Look & respond to a selection of artworks within Fingal’s County Council’s Art Collection with artist Beth O’Halloran.

Cruinniu na nOg 2020 is here! And we’re delighted to share several educational arts activities with you to explore while you stay close to home. We invited artist Beth O’Halloran to develop text and activities inspired by three significant artworks from Fingal’s County Art Collection. Ideal for all ages and abilities, you’re invited to look, imagine, create and draw today! Let’s celebrate the arts, creativity and self-expression together.


Little Red Riding Hood by Marie Hanlon, 2014, Gouache, coloured pencils, pencil on paper.

We all know the story – Little Red Riding Hood was a little girl who went for a walk in the woods to visit her grandmother and things took a terrible turn. Looking at these lines in Marie Hanlon’s piece, we see a series of overlaps, backtracks, inter-lockings and a few coloured-in, more solid shapes. But we can’t say there is a beginning or an end, can we? When we look at an abstract image like this, but the title has a lot of meaning, it helps us peek into the thinking process the artist might have used, and in this case, let us revisit a well-known story and give it a fresh look.
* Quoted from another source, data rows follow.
//! Vibe-lib holds the reusable parts of the vibe LLM templates.
//! It allows to chat with a hosted LLM, use tools/functions, compute
//! embeddings and rank text by similarity to a query.
//! 
//! ### Features
//! 
//!  - OpenAI and Azure OpenAI chat completions
//!  - tool/function calling
//!  - hosted or local (candle) embeddings
//!  - chunking and cosine ranking for retrieval-augmented generation
//! 
//! ### Examples
//! 
//! ```rust no_run
//! use vibe_lib::llm::{get_llm_chat, Message, Role};
//! use vibe_lib::tools::ToolChoice;
//! use vibe_lib::request::get_reqwest_client;
//! use vibe_lib::ModelProvider;
//! use vibe_lib::Config;
//!
//! let config = Config::new(ModelProvider::OpenAI, "gpt-4o-mini".into(), "<api-key>".into(), "https://api.openai.com/v1/chat/completions".into());
//! 
//! let reqwest_client = get_reqwest_client().expect("transport created");
//! 
//! let mut chat = get_llm_chat(config, reqwest_client, vec![]).expect("chat created");
//! 
//! chat.set_system_prompt("You are a helpful assistant.".into());
//! 
//! let user_message = Message::text(Role::User, "Hi assistant!".into());
//! 
//! let response = chat.get_inference(&[user_message], ToolChoice::None).expect("LLM response");
//!
//! for message in response.iter() {
//!     match message {
//!         Message::Text(text) => { /* process text message */ }
//!         Message::ToolCall(tool_call) => { /* process tool use request */ }
//!         Message::ToolResult(_) => { panic!("LLM must not respond with tool result!") }
//!     };
//! }
//! ```
//!
//! Ranking chunks of a document:
//!
//! ```rust
//! use vibe_lib::retrieval::{chunk_text, rank, Ranking, Retrieval};
//!
//! let chunks = chunk_text("alpha beta gamma", 6).unwrap();
//! let vectors = vec![vec![1.0, 0.0], vec![0.0, 1.0], vec![1.0, 1.0]];
//! let ranking = Ranking { top_k: 1, threshold: None };
//!
//! match rank(&[1.0, 0.0], chunks.into_iter().zip(vectors), &ranking).unwrap() {
//!     Retrieval::Found(best) => assert_eq!(best[0].item, "alpha "),
//!     Retrieval::NoResults => unreachable!(),
//! }
//! ```

#![deny(missing_docs)]
#![deny(clippy::suspicious)]
#![allow(clippy::collapsible_else_if)]
#![allow(clippy::collapsible_if)]

mod error;
mod config;
pub mod embeddings;
pub mod llm;
pub mod request;
pub mod retrieval;
pub mod tools;

pub use error::Error;
pub use config::Config;
pub use config::EmbeddingConfig;
pub use config::LocalModel;
pub use config::ModelProvider;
What different ways can you look at this series of lines? Does it remind you of an aerial view of trails in a wood? Of busy city streets? Or maybe it could be an illustration of the way our minds work? An idea or memory pops up, we revisit it, it changes direction when we think about something else and so on. This piece offers us directions into the way we see and think – eyes darting, thoughts constantly shifting. But do you think Marie is saying something about the process? Does the drawing look like Little Red Riding Hood is lost? Frightened? Are the lines frantic? Or do they seem quite cool? How does the thickness of the lines affect their meaning? Marie says, “The paintings are like poems or pieces of music.” Can you see a structure or a rhythm to the marks she makes? What might be different if Marie hadn’t used a ruler?
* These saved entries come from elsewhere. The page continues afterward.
#[cfg(test)]
mod tests {

    use super::*;

    fn base_args() -> Vec<OsString> {
        vec![
            OsString::from("/bin/path"),
            OsString::from("rag"),
            OsString::from("--provider=azure"),
            OsString::from("--api-key=<api-key>"),
            OsString::from("--endpoint=<endpoint>"),
            OsString::from("--chat-model=<chat-model>"),
            OsString::from("--embedding-model=<embedding-model>"),
            OsString::from("--api-version=<api-version>"),
            OsString::from("--n=1"),
            OsString::from("--max-tokens=789"),
            OsString::from("--temperature=0.456"),
            OsString::from("--top-p=0.123"),
            OsString::from("--frequency-penalty=1.234"),
            OsString::from("--presence-penalty=2.345"),
            OsString::from("--stop-sequence=<stop-sequence>"),
            OsString::from("--message=<message>"),
            OsString::from("--prompt=<prompt>"),
            OsString::from("--knowledge-base=kb.md"),
            OsString::from("--chunk-size=250"),
            OsString::from("--top-k=4"),
            OsString::from("--min-score=0.5"),
            OsString::from("--batch-size=8"),
            OsString::from("--assistant-color=fg(255,0,124);bg(0,124,255)"),
            OsString::from("--user-color='fg(255,0,125);bg(0,125,255)'"),
            OsString::from("--tool-color=\"fg(255,0,123);bg(0,123,255)\""),
            OsString::from("-vv"),
        ]
    }

    #[test]
    fn test_load_options() {
        let args = base_args();

        let options = Options::load(args.clone()).expect("load options");

        assert_eq!(options.template, Some("rag".into()));
        assert_eq!(options.provider, Some("azure".into()));
        assert_eq!(options.api_key, Some("<api-key>".into()));
        assert_eq!(options.endpoint, Some("<endpoint>".into()));
        assert_eq!(options.chat_model, Some("<chat-model>".into()));
        assert_eq!(options.embedding_model, Some("<embedding-model>".into()));
        assert_eq!(options.api_version, Some("<api-version>".into()));
        assert_eq!(options.n, Some(1));
        assert_eq!(options.max_tokens, Some(789));
        assert_eq!(options.temperature, Some(0.456));
        assert_eq!(options.top_p, Some(0.123));
        assert_eq!(options.frequency_penalty, Some(1.234));
        assert_eq!(options.presence_penalty, Some(2.345));
        assert_eq!(options.stop_sequence, Some("<stop-sequence>".into()));
        assert_eq!(options.message, Some("<message>".into()));
        assert_eq!(options.prompt, Some("<prompt>".into()));
        assert_eq!(options.knowledge_base, Some("kb.md".into()));
        assert_eq!(options.chunk_size, Some(250));
        assert_eq!(options.top_k, Some(4));
        assert_eq!(options.min_score, Some(0.5));
        assert_eq!(options.batch_size, Some(8));
        assert_eq!(options.assistant_color, (Some([255,0,124]), Some([0,124,255])));
        assert_eq!(options.user_color, (Some([255,0,125]), Some([0,125,255])));
        assert_eq!(options.tool_color, (Some([255,0,123]), Some([0,123,255])));
        assert_eq!(options.verbosity, 2);
        assert!(!options.keep_history);
    }

    #[test]
    fn test_missing_mandatory_options() {
        let args = base_args();

        for flag in ["--api-key", "--endpoint", "--chat-model", "--embedding-model"] {
            let args2: Vec<_> = args.iter()
                .filter(|a| !a.to_string_lossy().starts_with(flag))
                .cloned()
                .collect();
            assert!(matches!(Options::load(args2), Err(AppError::MissingArgError(_))), "{flag}");
        }

        // Search does not need a chat model.
        let search = vec!["/bin/path", "search", "--provider=openai", "--api-key=k", "--embedding-model=e"];
        let options = Options::load(search).expect("load search options");
        assert_eq!(options.template, Some("search".into()));

        // Local embeddings need no embedding model.
        let local = vec!["/bin/path", "rag", "--provider=openai", "--api-key=k", "--chat-model=c", "--embedding-backend=local"];
        assert!(Options::load(local).is_ok());
    }

    #[test]
    fn test_invalid_values() {
        let mut args = base_args();
        args[8] = "--n=2".into();
        assert!(matches!(Options::load(args), Err(AppError::InvalidArgError(_))));

        let mut args = base_args();
        args[18] = "--chunk-size=0".into();
        assert!(matches!(Options::load(args), Err(AppError::InvalidArgError(_))));

        let mut args = base_args();
        args[20] = "--min-score=high".into();
        assert!(matches!(Options::load(args), Err(AppError::InvalidArgError(_))));
    }

    #[test]
    fn test_non_finite_floats() {
        for arg in ["--threshold=NaN", "--threshold=inf", "--temperature=-inf"] {
            let args = vec!["/bin/path", "search", "--provider=openai", "--api-key=k", "--embedding-model=e", arg];
            assert!(matches!(Options::load(args), Err(AppError::InvalidArgError(_))), "{arg}");
        }

        let mut args = base_args();
        args[20] = "--min-score=NaN".into();
        assert!(matches!(Options::load(args), Err(AppError::InvalidArgError(_))));
    }

    #[test]
    fn test_minimums_apply_to_config_file() {
        for (key, err) in [
            ("rows = 0", "rows must be at least 1"),
            ("top_k = 0", "top-k must be at least 1"),
            ("chunk_size = 0", "chunk-size must be at least 1"),
            ("batch_size = 0", "batch-size must be at least 1"),
            ("max_tokens = -5", "max-tokens must be at least 0"),
        ] {
            let mut file = tempfile::NamedTempFile::new().unwrap();
            std::io::Write::write_all(&mut file, format!("default_context = \"work\"\n[work]\n{key}\n").as_bytes()).unwrap();
            let config = format!("--config={}", file.path().display());
            let args = vec!["/bin/path", "search", "--provider=openai", "--api-key=k", "--embedding-model=e", config.as_str()];

            match Options::load(args) {
                Err(AppError::InvalidArgError(msg)) => assert_eq!(msg, err),
                other => panic!("{key}: unexpected result {other:?}"),
            }
        }
    }

    #[test]
    fn test_chat_flags() {
        let args = vec!["/bin/path", "chat", "--keep-history", "--provider=openai", "--api-key=k", "--chat-model=c"];
        let options = Options::load(args).expect("load chat options");
        assert!(options.keep_history);
        assert_eq!(options.template, Some("chat".into()));
    }
}
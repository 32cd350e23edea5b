//! Flat in-memory retrieval: chunking, cosine ranking, and the two corpora
//! the templates search over.

mod chunking;
mod knowledge_base;
mod ranking;
mod similarity;
mod video_index;

pub use chunking::chunk_text;
pub use knowledge_base::{join_context, KnowledgeBase, CONTEXT_SEPARATOR};
pub use ranking::{rank, Ranking, Retrieval, Scored};
pub use similarity::cosine_similarity;
pub use video_index::{Video, VideoIndex};
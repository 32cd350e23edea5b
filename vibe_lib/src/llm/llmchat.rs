use crate::llm::completions::CompletionsChat;
use crate::config::Config;
use crate::error::Error;
use crate::request::Client;
use crate::tools::{ToolChoice, ToolSpec};
use super::Message;

/// Chat with LLM with storing history.
pub trait LLMChat {

    /// Add input messages to the message history.
    /// Input messages contains user message(s), and tool call results.
    /// Returns n messages as the result, and/or tool call requests.
    fn get_inference(&mut self, messages: &[Message], tools: ToolChoice) -> Result<Vec<Message>, Error>;

    /// Clear chat history. The system prompt is kept.
    fn clear_history(&mut self);

    /// Update system prompt.
    fn set_system_prompt(&mut self, prompt: String);
}

/// Create LLMChat instance.
pub fn get_llm_chat(config: Config, client: Box<dyn Client>, tools: Vec<ToolSpec>) -> Result<Box<dyn LLMChat>, Error> {
    if config.n.is_some_and(|n| n != 1) {
        return Err(Error::InvalidArgument("only n=1 is supported"));
    }
    Ok(Box::new(CompletionsChat::new(config, client, tools)))
}
use tracing::debug;
use vibe_lib::embeddings::Embedding;
use vibe_lib::llm::{LLMChat, Message, Role};
use vibe_lib::retrieval::{join_context, KnowledgeBase, Ranking, Retrieval};
use vibe_lib::tools::ToolChoice;
use crate::error::AppError;
use crate::prompts::rag_question;
use crate::term::Console;
use super::{first_text, Session};

const NOTHING_FOUND: &str = "I could not find any relevant information in the knowledge base to answer your question.";

/// Question answering over a local knowledge base.
pub struct Rag {
    chat: Box<dyn LLMChat>,
    embedding: Box<dyn Embedding>,
    knowledge_base: KnowledgeBase,
    ranking: Ranking,
}

impl Rag {
    /// Create an instance over an embedded knowledge base.
    pub fn new(chat: Box<dyn LLMChat>, embedding: Box<dyn Embedding>, knowledge_base: KnowledgeBase, ranking: Ranking) -> Self {
        Rag { chat, embedding, knowledge_base, ranking }
    }
}

impl Session for Rag {
    fn title(&self) -> &'static str {
        "Ask questions about the VibeCode platform."
    }

    fn intro(&self) -> Vec<String> {
        vec![format!("Answers use the {} most relevant of {} knowledge base chunks.", self.ranking.top_k, self.knowledge_base.len())]
    }

    fn help(&self) -> &'static str {
        "Ask a question. The most similar parts of the knowledge base are sent\n\
to the model as context, and the model answers from that context only."
    }

    fn handle(&mut self, input: &str, console: &mut dyn Console) -> Result<(), AppError> {
        let matches = match self.knowledge_base.retrieve(input, self.embedding.as_mut(), &self.ranking)? {
            Retrieval::Found(matches) => matches,
            Retrieval::NoResults => {
                console.assistant(NOTHING_FOUND);
                return Ok(());
            }
        };

        debug!(scores = ?matches.iter().map(|m| m.score).collect::<Vec<_>>(), "retrieved chunks");
        let context = join_context(&matches);

        self.chat.clear_history();
        let response = self.chat.get_inference(&[Message::text(Role::User, rag_question(&context, input))], ToolChoice::None)?;
        console.assistant(first_text(&response).unwrap_or_default());

        Ok(())
    }
}
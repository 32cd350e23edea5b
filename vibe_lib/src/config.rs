use crate::error::Error;

/// Model providers.
#[derive(Debug, Clone, Copy, PartialEq)]
pub enum ModelProvider {
    /// Open AI.
    OpenAI,
    /// Azure OpenAI service.
    Azure,
}

impl TryFrom<&str> for ModelProvider {
    type Error = Error;

    fn try_from(val: &str) -> Result<Self, Self::Error> {
        match val {
            "openai" => Ok(ModelProvider::OpenAI),
            "azure" => Ok(ModelProvider::Azure),
            _ => Err(Error::Error(format!("unknown provider: {val}"))),
        }
    }
}

/// Chat model parameters.
#[derive(Clone, Debug)]
pub struct Config {
    /// Model provider.
    pub provider: ModelProvider,
    /// Model name (deployment name for Azure).
    pub name: String,
    /// API key.
    pub api_key: String,
    /// Model API URL.
    pub api_url: String,
    /// Model API version.
    pub api_version: Option<String>,
    /// Maximum number of tokens that will be generated.
    pub max_tokens: Option<i64>,
    /// Number of variants to generate.
    pub n: Option<i64>,
    /// Level of randomization when choosing tokens.
    pub temperature: Option<f64>,
    /// Only the tokens comprising the top_p probability mass will be considered.
    pub top_p: Option<f64>,
    /// Penalize new tokens based on their existing frequency.
    pub frequency_penalty: Option<f64>,
    /// Penalize new tokens based on whether they appear in the text so far.
    pub presence_penalty: Option<f64>,
    /// Sequences at which model will stop generating.
    pub stop_sequence: Option<String>,
}

impl Config {

    /// Create minimal config using provider, model name, API key, and API URL.
    pub fn new(provider: ModelProvider, name: String, api_key: String, api_url: String) -> Self {
        Config {
            provider,
            name,
            api_key,
            api_url,
            api_version: None,
            max_tokens: None,
            n: None,
            temperature: None,
            top_p: None,
            frequency_penalty: None,
            presence_penalty: None,
            stop_sequence: None
        }
    }

    /// Fill in sampling parameters the user did not set explicitly.
    pub fn with_defaults(mut self, temperature: f64, max_tokens: i64) -> Self {
        self.temperature.get_or_insert(temperature);
        self.max_tokens.get_or_insert(max_tokens);
        self
    }
}

/// Embedding endpoint parameters.
#[derive(Clone, Debug)]
pub struct EmbeddingConfig {
    /// Model provider.
    pub provider: ModelProvider,
    /// Model name (deployment name for Azure).
    pub name: String,
    /// API key.
    pub api_key: String,
    /// Embeddings API URL.
    pub api_url: String,
    /// Model API version.
    pub api_version: Option<String>,
    /// Maximum number of inputs sent in one request.
    pub batch_size: usize,
}

impl EmbeddingConfig {
    /// Default number of inputs per request.
    pub const DEFAULT_BATCH_SIZE: usize = 64;

    /// Create config with the default batch size.
    pub fn new(provider: ModelProvider, name: String, api_key: String, api_url: String) -> Self {
        EmbeddingConfig {
            provider,
            name,
            api_key,
            api_url,
            api_version: None,
            batch_size: Self::DEFAULT_BATCH_SIZE,
        }
    }
}

/// Local sentence embedding model from the Hugging Face hub.
#[derive(Clone, Debug)]
pub struct LocalModel {
    /// Hub model id.
    pub model_id: String,
    /// Repository revision.
    pub revision: String,
    /// Load `pytorch_model.bin` instead of `model.safetensors`.
    pub use_pth: bool,
    /// Use the tanh approximation of GELU.
    pub approximate_gelu: bool,
    /// Maximum number of texts per forward pass.
    pub batch_size: usize,
}

impl Default for LocalModel {
    fn default() -> Self {
        LocalModel {
            model_id: "sentence-transformers/all-MiniLM-L6-v2".to_owned(),
            revision: "refs/pr/21".to_owned(),
            use_pth: true,
            approximate_gelu: false,
            batch_size: EmbeddingConfig::DEFAULT_BATCH_SIZE,
        }
    }
}

#[cfg(test)]
mod tests {
    use super::*;

    #[test]
    fn test_local_model_defaults() {
        let model = LocalModel::default();
        assert_eq!(model.model_id, "sentence-transformers/all-MiniLM-L6-v2");
        assert_eq!(model.batch_size, EmbeddingConfig::DEFAULT_BATCH_SIZE);
    }

    #[test]
    fn test_provider_try_from() {
        assert_eq!(ModelProvider::try_from("openai").unwrap(), ModelProvider::OpenAI);
        assert_eq!(ModelProvider::try_from("azure").unwrap(), ModelProvider::Azure);
        assert!(ModelProvider::try_from("gcp").is_err());
    }

    #[test]
    fn test_with_defaults_keeps_user_values() {
        let mut config = Config::new(ModelProvider::OpenAI, "m".into(), "k".into(), "u".into());
        config.temperature = Some(0.9);

        let config = config.with_defaults(0.2, 250);
        assert_eq!(config.temperature, Some(0.9));
        assert_eq!(config.max_tokens, Some(250));
    }
}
Let’s loosen up of what we think of as drawing. Here's an idea for you to try!
In contemporary art, there is a much broader definition of what a drawing is. For instance, an artist might take a photograph of a jet stream or a video of a snail leaving behind a shiny trail and these can be considered drawings. For this exercise, can you make a ‘drawing’ from a handful of straws? By squeezing the tip of one straw, you can fit another in to extend it and then bend the longer straw tube into a 3-D shape similar to the twisting shape of Marie Hanlon’s piece. Things to consider: a straw drawing to map a route you often take; or as a mind map; or as a trail an animal might make.